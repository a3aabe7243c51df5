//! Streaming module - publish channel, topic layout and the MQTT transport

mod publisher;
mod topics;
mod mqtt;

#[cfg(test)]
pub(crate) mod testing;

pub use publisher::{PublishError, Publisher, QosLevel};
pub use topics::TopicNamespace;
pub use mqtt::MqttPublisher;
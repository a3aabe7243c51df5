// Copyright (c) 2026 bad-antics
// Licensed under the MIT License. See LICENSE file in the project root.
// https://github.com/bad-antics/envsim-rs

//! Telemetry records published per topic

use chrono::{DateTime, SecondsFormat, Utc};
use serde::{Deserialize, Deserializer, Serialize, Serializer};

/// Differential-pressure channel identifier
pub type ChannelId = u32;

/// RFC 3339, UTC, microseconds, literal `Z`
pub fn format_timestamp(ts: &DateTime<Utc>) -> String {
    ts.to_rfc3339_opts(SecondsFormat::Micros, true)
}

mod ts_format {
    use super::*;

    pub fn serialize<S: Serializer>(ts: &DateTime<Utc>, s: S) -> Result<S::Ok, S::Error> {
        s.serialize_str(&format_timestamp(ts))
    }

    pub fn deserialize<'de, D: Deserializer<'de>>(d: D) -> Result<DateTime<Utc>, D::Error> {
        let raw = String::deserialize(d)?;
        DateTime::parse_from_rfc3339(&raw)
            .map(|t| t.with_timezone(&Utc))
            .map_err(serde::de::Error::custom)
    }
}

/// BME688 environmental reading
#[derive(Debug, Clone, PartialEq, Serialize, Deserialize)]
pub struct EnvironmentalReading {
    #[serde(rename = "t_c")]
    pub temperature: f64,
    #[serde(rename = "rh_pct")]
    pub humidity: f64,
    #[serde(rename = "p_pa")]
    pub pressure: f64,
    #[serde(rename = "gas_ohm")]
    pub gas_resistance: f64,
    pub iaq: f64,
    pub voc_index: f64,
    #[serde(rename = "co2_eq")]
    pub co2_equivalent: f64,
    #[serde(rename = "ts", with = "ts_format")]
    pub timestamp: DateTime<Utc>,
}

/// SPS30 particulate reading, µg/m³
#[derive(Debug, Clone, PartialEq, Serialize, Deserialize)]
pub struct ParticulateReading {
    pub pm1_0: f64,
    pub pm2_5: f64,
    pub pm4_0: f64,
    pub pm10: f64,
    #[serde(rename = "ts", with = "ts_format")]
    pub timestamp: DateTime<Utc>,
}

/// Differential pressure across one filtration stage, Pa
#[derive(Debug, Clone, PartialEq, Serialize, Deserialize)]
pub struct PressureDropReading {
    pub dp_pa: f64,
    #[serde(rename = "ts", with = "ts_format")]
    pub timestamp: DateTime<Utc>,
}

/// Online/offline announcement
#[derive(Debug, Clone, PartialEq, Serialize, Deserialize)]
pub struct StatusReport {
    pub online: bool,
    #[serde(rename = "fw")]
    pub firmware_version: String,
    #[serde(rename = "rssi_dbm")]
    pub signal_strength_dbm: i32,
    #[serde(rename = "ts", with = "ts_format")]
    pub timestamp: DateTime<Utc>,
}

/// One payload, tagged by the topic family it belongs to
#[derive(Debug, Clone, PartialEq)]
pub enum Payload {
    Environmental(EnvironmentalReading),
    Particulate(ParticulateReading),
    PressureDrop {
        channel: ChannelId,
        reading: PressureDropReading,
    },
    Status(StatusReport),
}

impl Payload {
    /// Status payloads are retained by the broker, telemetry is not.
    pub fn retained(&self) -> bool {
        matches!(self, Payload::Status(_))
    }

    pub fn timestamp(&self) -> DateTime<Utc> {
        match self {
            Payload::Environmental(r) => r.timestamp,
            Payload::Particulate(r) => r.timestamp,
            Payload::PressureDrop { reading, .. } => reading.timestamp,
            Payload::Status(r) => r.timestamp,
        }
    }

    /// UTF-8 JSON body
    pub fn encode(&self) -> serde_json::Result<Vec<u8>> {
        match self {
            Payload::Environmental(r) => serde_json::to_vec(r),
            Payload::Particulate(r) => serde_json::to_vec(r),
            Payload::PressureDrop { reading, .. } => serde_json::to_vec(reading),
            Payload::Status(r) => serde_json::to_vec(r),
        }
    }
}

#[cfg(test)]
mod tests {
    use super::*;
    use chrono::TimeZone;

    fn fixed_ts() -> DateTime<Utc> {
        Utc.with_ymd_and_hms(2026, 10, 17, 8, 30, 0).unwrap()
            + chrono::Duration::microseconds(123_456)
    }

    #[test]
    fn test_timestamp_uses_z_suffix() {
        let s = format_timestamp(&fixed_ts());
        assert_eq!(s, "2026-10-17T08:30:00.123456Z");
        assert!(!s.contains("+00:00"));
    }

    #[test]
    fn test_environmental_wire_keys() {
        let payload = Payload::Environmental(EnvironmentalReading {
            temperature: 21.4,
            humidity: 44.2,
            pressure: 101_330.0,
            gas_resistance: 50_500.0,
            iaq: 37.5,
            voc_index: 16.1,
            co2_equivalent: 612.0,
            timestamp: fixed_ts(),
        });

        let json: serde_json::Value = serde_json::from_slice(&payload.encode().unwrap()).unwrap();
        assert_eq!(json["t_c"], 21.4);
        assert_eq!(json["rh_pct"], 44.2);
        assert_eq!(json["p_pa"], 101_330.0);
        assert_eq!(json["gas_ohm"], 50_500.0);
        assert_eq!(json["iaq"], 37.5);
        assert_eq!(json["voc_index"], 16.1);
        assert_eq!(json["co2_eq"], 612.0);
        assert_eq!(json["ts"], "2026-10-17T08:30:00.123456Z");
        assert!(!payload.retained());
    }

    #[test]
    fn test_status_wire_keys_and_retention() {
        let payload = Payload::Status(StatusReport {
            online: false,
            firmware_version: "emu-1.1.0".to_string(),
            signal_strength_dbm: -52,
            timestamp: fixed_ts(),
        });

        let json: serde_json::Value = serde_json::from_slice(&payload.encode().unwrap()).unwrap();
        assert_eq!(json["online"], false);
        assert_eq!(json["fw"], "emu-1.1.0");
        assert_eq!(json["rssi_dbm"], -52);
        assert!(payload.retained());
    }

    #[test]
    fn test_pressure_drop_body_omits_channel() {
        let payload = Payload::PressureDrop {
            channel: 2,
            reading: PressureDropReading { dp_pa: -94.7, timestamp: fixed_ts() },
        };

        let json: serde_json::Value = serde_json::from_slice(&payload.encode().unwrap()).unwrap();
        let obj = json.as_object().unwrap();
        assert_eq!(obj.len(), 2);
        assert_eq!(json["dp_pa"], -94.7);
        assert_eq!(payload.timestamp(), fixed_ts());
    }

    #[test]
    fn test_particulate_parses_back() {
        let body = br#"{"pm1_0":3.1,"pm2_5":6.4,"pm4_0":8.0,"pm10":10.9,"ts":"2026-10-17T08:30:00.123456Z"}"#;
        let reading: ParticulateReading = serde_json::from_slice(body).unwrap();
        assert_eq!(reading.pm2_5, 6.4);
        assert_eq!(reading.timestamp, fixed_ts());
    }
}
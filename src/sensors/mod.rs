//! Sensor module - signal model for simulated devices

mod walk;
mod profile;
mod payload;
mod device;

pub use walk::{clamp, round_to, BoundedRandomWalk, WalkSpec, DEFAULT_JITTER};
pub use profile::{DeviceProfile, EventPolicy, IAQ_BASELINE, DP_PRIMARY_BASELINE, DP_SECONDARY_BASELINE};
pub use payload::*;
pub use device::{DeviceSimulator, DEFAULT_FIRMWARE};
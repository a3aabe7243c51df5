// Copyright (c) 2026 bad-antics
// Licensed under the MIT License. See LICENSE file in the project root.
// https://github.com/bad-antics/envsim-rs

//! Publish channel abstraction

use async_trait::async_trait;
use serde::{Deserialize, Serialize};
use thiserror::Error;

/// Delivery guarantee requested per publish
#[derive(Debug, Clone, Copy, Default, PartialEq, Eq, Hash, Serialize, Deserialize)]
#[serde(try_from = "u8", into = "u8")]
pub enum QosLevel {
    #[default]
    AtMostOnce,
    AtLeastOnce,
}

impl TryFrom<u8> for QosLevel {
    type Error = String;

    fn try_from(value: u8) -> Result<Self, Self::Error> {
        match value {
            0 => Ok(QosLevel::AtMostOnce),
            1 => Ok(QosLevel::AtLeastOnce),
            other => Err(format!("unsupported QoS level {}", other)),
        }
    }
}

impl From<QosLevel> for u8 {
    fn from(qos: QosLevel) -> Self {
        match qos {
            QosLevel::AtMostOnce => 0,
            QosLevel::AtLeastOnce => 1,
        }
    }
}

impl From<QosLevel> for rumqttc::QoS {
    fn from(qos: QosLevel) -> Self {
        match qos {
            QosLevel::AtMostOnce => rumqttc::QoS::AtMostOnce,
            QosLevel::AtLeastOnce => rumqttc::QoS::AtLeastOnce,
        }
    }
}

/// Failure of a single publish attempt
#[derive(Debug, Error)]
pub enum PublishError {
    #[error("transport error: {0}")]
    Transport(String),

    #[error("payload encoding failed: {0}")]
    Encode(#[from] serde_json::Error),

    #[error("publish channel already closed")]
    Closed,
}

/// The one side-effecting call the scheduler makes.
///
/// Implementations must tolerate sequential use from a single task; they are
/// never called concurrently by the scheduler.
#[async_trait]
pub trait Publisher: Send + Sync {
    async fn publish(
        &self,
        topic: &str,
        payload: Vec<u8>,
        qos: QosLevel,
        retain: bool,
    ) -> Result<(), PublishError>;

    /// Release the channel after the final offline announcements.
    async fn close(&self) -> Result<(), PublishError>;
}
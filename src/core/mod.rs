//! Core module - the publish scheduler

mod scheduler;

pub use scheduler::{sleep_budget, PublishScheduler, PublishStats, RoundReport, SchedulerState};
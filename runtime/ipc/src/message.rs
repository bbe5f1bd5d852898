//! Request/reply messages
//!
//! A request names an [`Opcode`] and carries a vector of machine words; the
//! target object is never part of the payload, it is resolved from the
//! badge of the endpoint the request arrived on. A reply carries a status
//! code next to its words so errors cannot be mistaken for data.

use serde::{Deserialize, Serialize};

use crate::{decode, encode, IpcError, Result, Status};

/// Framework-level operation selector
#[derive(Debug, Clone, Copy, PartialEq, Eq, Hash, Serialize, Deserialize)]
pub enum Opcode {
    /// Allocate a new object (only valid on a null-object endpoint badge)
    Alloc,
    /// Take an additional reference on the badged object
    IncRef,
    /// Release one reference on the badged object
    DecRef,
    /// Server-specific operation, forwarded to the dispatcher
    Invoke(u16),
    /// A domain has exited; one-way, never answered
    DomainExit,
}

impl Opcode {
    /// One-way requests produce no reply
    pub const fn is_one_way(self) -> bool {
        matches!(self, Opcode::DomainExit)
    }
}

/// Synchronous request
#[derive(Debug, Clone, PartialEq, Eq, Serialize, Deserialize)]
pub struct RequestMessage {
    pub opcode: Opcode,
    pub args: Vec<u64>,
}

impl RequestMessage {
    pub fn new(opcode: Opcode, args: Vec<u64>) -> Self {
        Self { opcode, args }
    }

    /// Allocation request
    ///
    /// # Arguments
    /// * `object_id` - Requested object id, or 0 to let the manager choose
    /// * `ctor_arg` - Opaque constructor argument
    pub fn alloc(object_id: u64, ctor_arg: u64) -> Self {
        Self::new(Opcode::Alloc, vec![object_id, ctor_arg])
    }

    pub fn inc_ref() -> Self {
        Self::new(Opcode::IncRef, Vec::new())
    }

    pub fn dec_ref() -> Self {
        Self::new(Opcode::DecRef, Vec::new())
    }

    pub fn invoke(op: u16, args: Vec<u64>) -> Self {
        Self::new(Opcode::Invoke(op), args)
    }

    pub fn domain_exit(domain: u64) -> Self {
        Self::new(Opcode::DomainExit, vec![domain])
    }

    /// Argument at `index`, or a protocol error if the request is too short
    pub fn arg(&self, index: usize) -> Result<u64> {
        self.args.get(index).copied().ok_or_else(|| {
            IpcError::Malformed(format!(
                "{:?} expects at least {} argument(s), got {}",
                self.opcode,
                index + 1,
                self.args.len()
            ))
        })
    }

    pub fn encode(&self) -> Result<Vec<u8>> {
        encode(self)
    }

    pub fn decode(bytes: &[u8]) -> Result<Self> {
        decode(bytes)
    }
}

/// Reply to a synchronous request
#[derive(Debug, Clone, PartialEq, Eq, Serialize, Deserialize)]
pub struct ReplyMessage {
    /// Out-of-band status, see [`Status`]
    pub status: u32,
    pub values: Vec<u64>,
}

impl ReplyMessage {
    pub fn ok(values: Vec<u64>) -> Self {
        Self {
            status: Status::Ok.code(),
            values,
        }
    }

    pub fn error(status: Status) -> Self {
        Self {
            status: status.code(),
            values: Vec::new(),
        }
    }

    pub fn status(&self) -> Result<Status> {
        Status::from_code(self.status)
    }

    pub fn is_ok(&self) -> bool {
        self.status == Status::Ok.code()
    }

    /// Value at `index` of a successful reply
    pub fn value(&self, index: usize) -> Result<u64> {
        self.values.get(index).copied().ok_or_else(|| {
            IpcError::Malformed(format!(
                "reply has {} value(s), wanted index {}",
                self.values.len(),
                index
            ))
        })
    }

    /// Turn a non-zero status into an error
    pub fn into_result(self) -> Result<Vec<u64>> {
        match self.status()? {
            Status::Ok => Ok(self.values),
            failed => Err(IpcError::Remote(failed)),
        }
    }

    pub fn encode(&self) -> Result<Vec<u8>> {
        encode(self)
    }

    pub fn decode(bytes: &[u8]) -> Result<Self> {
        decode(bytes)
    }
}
^^^^^^^^^^^^^^^^
Task statement:
Repeat, exactly as they stand above, the lines from the line with "pub fn retained(&self)" to the line with "Utc.with_ymd_and_hms(2026, 10, 17, 8, 30, 0).unwrap()", both lines included.

Finished task:
    pub fn retained(&self) -> bool {
        matches!(self, Payload::Status(_))
    }

    pub fn timestamp(&self) -> DateTime<Utc> {
        match self {
            Payload::Environmental(r) => r.timestamp,
            Payload::Particulate(r) => r.timestamp,
            Payload::PressureDrop { reading, .. } => reading.timestamp,
            Payload::Status(r) => r.timestamp,
        }
    }

    /// UTF-8 JSON body
    pub fn encode(&self) -> serde_json::Result<Vec<u8>> {
        match self {
            Payload::Environmental(r) => serde_json::to_vec(r),
            Payload::Particulate(r) => serde_json::to_vec(r),
            Payload::PressureDrop { reading, .. } => serde_json::to_vec(reading),
            Payload::Status(r) => serde_json::to_vec(r),
        }
    }
}

#[cfg(test)]
mod tests {
    use super::*;
    use chrono::TimeZone;

    fn fixed_ts() -> DateTime<Utc> {
        Utc.with_ymd_and_hms(2026, 10, 17, 8, 30, 0).unwrap()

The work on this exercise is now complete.